### Assignment
Below are some records. Return exactly the lines from the one containing "(stable_hash(key) % u64::from(self.partitions))" through the one containing "let group_hash = stable_hash(context.group.as_str().as_bytes());", both included, and only those.

### Data shown
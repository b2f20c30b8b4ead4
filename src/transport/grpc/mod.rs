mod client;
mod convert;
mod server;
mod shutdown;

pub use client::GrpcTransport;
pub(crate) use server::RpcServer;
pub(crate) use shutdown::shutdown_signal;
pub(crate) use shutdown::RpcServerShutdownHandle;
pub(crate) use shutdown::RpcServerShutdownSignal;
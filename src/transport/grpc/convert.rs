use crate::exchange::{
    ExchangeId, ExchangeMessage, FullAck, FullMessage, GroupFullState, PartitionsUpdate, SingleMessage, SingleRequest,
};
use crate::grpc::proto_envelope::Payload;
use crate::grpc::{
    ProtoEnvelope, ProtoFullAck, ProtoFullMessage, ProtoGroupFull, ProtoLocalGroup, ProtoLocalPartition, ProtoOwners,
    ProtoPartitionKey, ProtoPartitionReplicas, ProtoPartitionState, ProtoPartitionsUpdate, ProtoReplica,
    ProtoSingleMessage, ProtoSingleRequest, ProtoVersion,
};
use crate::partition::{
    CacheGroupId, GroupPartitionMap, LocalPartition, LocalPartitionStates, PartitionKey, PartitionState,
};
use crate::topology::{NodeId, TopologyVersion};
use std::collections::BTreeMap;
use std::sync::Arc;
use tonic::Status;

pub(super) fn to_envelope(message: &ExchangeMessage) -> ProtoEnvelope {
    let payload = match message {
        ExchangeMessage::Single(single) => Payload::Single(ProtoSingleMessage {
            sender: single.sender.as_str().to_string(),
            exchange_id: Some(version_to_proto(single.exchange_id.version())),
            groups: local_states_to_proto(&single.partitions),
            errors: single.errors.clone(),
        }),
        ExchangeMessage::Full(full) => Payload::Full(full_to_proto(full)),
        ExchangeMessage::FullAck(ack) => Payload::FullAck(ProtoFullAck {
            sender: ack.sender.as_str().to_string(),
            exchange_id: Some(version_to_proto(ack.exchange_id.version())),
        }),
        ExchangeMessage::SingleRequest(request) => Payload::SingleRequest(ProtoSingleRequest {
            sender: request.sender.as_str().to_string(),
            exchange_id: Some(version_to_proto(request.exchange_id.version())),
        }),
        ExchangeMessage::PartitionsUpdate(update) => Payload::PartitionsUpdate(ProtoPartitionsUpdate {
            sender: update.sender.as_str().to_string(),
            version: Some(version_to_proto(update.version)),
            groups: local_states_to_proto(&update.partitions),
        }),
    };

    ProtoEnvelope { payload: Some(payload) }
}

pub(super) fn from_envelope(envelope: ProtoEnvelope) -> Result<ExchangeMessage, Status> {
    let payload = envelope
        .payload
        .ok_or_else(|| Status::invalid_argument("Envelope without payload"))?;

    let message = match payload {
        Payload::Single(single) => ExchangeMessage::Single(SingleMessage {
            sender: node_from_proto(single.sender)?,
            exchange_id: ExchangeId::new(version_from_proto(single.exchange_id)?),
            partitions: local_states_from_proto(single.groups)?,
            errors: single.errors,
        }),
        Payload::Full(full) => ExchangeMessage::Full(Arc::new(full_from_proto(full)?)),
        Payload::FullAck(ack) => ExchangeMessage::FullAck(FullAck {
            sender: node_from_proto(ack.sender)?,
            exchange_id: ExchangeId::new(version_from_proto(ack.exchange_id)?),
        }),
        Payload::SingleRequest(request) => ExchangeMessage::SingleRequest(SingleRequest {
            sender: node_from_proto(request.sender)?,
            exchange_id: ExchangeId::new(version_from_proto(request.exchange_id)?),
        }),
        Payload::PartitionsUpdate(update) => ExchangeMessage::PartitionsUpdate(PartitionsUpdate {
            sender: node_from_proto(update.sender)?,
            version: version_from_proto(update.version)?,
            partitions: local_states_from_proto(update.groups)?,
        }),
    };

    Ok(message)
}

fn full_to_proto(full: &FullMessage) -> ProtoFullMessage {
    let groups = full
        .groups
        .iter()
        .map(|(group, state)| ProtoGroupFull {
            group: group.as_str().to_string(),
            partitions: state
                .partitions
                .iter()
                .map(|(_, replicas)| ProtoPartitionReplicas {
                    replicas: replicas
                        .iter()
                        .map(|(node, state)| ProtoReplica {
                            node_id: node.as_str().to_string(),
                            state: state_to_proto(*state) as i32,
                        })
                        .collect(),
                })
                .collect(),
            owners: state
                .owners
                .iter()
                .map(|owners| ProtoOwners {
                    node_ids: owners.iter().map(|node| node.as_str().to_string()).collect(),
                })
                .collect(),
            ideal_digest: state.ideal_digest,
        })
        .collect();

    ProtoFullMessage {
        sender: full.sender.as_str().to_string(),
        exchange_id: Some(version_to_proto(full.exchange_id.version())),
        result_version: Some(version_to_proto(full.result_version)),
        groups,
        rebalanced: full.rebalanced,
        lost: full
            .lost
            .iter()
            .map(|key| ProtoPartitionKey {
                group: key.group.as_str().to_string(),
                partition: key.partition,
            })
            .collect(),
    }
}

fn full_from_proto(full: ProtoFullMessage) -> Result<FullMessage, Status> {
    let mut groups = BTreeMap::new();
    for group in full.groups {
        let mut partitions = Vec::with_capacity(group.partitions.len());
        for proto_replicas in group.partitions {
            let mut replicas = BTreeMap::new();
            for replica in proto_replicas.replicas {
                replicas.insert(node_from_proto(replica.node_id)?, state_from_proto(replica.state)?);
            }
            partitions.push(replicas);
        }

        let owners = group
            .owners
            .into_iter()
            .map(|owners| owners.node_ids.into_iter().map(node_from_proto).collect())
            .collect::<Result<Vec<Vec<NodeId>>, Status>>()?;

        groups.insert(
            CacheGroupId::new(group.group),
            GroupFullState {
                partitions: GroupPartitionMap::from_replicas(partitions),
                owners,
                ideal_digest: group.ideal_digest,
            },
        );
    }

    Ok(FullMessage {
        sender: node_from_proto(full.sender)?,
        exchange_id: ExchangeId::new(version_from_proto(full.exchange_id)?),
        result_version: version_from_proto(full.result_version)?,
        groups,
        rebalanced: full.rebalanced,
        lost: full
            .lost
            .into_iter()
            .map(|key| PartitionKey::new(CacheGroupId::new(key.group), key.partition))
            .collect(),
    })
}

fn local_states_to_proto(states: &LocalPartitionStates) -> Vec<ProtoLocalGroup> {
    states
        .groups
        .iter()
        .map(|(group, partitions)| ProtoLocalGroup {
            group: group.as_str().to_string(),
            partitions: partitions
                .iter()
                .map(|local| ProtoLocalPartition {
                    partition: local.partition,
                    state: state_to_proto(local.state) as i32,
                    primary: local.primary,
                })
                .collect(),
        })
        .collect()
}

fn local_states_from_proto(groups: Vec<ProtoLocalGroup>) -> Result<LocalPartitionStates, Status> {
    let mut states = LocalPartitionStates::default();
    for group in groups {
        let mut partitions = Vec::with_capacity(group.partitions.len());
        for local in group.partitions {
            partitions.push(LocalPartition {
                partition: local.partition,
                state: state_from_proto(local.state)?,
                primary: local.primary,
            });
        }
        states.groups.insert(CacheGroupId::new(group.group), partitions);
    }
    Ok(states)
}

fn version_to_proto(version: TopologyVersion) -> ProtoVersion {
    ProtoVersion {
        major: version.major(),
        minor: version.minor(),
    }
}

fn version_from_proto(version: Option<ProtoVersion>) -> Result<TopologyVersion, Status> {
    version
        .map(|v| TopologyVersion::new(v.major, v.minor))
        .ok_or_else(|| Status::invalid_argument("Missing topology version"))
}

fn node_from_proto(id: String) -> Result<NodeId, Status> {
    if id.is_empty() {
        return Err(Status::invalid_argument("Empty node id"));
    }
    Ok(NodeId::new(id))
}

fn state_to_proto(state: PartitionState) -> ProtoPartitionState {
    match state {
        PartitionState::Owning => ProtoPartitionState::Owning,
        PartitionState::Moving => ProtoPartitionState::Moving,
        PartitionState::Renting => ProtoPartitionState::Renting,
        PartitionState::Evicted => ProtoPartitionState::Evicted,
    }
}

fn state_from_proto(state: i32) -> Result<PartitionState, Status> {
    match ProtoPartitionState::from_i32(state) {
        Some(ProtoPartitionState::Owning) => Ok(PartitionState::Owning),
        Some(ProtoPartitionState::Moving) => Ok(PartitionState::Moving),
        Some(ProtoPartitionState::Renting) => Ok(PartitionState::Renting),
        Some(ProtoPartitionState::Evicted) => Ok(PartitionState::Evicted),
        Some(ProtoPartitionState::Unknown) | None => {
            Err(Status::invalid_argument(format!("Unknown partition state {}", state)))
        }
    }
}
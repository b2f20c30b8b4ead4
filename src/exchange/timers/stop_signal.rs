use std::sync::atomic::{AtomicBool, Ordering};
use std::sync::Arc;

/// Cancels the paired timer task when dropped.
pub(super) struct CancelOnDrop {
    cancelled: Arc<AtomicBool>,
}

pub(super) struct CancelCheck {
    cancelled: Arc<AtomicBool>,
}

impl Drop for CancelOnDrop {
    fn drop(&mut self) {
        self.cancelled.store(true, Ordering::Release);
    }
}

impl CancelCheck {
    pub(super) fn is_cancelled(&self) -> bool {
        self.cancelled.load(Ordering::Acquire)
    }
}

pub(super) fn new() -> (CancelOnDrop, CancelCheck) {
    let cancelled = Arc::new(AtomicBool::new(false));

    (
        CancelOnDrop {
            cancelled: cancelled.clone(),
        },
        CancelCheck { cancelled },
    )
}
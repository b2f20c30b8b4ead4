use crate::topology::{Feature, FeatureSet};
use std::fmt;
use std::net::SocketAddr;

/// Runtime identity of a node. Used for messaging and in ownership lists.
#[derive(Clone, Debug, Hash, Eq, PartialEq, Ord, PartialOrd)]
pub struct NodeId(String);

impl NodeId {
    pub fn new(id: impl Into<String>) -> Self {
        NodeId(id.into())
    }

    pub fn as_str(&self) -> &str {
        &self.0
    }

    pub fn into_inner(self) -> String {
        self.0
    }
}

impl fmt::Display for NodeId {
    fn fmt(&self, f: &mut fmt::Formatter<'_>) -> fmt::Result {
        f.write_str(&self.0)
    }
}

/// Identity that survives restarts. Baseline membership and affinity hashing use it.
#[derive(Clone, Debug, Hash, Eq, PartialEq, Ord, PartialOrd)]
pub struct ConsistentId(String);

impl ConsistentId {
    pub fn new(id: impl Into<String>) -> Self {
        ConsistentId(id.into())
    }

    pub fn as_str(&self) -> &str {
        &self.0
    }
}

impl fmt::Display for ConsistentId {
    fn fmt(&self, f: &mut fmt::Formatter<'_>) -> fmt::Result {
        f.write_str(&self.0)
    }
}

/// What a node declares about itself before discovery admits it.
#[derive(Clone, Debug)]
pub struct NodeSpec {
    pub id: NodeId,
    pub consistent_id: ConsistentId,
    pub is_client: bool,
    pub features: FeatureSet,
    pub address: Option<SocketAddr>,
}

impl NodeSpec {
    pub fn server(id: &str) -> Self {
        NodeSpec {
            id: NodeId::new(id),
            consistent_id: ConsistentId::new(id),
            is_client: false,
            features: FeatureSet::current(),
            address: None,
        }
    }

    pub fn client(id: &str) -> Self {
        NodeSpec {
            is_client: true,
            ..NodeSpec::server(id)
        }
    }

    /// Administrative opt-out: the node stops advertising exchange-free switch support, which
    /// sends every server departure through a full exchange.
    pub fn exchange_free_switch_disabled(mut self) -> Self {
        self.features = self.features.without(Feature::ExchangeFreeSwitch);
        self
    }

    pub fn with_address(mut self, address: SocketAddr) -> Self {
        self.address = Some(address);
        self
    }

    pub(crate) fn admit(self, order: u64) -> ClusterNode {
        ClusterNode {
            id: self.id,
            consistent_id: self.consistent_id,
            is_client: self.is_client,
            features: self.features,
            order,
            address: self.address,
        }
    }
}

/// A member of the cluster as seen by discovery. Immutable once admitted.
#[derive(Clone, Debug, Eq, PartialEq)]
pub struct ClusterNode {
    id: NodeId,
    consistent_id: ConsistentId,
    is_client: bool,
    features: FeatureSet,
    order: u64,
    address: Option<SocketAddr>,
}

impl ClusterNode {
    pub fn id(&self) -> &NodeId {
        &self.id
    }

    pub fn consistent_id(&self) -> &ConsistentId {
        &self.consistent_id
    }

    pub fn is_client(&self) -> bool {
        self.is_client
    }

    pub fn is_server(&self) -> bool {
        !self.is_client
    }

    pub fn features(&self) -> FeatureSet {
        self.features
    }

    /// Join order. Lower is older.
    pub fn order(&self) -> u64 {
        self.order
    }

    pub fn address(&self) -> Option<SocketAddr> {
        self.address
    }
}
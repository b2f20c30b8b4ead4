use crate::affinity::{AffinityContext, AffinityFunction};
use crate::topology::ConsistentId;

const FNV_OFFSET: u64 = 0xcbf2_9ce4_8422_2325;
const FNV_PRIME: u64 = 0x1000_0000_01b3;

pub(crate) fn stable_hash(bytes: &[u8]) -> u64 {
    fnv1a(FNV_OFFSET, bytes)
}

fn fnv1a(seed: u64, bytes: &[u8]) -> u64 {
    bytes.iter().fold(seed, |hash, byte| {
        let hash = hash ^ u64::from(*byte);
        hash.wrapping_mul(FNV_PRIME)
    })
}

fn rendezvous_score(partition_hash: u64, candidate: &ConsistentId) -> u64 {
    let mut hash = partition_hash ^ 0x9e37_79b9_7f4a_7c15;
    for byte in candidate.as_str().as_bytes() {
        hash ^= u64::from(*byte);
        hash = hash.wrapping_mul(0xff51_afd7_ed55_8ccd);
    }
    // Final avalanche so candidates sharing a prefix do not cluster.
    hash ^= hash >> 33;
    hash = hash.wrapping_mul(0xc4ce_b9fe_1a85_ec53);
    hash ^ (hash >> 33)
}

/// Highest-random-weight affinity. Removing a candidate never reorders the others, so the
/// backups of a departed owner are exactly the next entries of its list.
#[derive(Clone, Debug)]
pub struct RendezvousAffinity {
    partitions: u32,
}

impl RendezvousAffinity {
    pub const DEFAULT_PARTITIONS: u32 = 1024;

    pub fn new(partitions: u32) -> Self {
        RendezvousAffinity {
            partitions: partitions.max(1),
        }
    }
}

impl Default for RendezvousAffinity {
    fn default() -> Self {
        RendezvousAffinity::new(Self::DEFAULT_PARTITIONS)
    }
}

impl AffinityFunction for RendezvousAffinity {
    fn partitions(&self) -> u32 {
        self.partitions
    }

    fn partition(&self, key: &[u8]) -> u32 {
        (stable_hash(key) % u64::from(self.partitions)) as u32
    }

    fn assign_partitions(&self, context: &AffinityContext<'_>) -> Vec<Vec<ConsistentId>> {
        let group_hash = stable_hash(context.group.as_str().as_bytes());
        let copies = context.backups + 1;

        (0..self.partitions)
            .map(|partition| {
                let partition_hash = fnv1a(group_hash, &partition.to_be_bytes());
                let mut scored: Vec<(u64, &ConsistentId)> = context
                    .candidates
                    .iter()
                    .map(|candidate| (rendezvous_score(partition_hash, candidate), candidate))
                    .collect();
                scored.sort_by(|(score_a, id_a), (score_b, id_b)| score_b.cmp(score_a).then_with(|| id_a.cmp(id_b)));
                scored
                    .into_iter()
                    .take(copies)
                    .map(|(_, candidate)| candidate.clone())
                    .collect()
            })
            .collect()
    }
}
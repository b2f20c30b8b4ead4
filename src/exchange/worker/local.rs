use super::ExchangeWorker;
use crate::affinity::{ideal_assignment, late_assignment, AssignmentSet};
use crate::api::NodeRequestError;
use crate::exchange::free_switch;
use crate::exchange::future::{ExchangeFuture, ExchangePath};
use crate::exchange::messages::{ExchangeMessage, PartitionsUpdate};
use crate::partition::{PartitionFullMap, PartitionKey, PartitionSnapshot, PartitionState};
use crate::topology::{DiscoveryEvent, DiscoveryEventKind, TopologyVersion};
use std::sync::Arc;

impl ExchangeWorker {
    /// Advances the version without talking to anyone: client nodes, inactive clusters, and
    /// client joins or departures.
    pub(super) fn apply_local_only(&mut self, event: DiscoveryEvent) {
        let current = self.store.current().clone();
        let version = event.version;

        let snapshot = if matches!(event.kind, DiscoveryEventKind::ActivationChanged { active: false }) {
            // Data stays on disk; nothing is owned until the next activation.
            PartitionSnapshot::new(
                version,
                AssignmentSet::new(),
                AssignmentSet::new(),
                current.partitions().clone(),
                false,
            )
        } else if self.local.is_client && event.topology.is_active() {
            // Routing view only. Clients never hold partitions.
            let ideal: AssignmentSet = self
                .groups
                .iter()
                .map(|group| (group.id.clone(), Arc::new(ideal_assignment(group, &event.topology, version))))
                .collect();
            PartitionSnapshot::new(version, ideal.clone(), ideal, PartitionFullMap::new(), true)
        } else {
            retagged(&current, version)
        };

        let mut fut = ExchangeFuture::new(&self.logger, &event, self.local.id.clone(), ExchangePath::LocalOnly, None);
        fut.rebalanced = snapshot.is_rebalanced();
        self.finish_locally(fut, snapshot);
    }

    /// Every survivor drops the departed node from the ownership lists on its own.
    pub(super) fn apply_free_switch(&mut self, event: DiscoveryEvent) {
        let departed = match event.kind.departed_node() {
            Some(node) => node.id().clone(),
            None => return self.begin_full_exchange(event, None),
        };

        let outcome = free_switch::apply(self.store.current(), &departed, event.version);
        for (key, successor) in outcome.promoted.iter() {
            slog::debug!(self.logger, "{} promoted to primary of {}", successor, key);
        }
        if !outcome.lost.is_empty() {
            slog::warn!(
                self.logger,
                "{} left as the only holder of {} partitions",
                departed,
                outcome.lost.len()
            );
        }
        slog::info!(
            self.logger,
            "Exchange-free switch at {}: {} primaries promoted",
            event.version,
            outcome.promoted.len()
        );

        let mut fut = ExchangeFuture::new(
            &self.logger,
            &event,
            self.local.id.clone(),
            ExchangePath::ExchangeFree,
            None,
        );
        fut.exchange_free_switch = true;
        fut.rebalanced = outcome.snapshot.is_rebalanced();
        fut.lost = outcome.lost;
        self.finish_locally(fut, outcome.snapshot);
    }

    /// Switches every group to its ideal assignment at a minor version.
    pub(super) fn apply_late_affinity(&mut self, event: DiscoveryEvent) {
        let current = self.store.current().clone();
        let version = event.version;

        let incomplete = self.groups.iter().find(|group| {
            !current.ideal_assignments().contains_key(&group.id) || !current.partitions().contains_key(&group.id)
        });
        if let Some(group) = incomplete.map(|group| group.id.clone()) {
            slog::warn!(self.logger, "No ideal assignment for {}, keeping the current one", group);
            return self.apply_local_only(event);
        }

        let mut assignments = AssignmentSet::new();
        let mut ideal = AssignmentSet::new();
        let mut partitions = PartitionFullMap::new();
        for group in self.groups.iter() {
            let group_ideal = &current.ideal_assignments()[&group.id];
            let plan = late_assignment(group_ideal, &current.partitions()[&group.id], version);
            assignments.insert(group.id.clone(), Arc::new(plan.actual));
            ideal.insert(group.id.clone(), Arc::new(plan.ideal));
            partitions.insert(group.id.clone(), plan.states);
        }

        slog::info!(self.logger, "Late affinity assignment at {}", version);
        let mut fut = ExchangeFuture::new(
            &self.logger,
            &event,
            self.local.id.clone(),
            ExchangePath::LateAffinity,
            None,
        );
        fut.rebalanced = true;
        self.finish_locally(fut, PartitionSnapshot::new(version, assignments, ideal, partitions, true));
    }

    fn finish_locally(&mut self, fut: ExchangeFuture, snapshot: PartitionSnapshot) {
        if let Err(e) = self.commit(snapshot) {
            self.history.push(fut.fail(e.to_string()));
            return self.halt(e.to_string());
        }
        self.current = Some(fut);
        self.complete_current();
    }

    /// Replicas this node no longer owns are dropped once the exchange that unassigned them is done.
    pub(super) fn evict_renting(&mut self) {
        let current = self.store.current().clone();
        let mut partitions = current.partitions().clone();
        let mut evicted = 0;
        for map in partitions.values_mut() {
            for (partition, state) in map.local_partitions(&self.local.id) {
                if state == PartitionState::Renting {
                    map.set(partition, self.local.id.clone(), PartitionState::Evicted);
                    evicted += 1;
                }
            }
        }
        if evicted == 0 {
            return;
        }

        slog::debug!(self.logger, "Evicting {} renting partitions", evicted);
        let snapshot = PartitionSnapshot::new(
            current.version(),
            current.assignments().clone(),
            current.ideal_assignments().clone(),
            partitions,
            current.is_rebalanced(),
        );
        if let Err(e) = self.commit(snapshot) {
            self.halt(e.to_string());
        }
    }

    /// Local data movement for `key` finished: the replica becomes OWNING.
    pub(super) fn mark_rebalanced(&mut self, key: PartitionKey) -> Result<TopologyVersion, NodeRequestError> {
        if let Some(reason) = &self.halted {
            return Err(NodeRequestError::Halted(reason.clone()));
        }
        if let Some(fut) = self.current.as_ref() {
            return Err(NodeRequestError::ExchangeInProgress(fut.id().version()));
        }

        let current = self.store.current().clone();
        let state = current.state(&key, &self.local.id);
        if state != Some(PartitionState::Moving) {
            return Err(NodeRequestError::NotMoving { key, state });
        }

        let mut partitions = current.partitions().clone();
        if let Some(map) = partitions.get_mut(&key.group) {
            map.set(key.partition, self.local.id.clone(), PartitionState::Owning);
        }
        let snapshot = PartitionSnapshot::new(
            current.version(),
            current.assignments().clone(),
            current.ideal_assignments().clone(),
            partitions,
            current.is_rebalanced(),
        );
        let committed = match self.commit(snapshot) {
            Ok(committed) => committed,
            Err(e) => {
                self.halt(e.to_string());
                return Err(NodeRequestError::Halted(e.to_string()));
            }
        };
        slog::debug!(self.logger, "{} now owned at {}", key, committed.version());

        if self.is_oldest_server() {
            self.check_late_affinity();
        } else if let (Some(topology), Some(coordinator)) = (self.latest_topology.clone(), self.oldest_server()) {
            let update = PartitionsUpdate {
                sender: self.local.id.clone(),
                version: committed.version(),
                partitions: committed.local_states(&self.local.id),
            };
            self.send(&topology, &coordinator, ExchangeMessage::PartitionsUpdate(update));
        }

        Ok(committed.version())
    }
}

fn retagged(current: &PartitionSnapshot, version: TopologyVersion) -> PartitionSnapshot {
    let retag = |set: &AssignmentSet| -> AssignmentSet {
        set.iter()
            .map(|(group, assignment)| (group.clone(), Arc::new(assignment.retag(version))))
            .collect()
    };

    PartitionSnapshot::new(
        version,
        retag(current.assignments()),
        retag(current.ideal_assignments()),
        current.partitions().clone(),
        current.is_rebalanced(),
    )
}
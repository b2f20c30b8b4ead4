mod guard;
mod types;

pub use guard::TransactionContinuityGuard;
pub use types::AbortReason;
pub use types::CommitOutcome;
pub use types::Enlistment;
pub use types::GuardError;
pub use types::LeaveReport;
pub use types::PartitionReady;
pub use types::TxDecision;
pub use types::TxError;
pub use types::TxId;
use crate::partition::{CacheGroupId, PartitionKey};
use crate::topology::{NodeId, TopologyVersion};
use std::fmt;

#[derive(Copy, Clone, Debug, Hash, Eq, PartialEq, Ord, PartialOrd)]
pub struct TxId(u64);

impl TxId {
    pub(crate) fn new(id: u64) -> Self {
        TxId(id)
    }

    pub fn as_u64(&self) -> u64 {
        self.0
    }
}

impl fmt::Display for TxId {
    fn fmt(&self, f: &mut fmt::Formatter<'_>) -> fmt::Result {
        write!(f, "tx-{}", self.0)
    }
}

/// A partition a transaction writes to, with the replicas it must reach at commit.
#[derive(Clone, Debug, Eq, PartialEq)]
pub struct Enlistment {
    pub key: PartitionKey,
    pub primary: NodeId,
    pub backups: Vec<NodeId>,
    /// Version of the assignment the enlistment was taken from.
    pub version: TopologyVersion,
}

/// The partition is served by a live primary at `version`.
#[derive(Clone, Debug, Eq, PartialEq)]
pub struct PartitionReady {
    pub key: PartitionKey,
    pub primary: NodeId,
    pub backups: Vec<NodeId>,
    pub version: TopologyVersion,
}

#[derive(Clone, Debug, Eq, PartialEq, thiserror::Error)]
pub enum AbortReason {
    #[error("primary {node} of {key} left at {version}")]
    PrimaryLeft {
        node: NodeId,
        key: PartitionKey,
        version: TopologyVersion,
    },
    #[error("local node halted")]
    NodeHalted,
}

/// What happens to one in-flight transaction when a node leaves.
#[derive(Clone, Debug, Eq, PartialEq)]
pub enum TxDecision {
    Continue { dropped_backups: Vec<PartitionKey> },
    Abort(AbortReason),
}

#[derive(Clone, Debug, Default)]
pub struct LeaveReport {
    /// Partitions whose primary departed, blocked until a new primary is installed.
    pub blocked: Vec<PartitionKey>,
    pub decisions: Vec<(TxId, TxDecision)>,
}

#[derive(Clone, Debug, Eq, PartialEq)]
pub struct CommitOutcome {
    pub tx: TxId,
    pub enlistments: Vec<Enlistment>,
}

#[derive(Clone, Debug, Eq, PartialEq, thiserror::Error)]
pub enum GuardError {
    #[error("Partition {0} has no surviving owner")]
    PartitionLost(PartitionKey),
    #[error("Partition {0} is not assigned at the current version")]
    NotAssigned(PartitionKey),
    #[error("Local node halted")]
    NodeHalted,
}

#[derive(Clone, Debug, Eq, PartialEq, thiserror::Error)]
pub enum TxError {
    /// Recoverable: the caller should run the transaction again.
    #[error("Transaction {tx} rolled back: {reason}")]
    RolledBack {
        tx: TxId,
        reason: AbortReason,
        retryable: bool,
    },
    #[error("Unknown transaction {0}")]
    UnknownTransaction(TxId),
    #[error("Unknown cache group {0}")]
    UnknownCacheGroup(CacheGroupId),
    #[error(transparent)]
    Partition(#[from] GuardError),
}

### Final answer
        (stable_hash(key) % u64::from(self.partitions)) as u32
    }

    fn assign_partitions(&self, context: &AffinityContext<'_>) -> Vec<Vec<ConsistentId>> {
        let group_hash = stable_hash(context.group.as_str().as_bytes());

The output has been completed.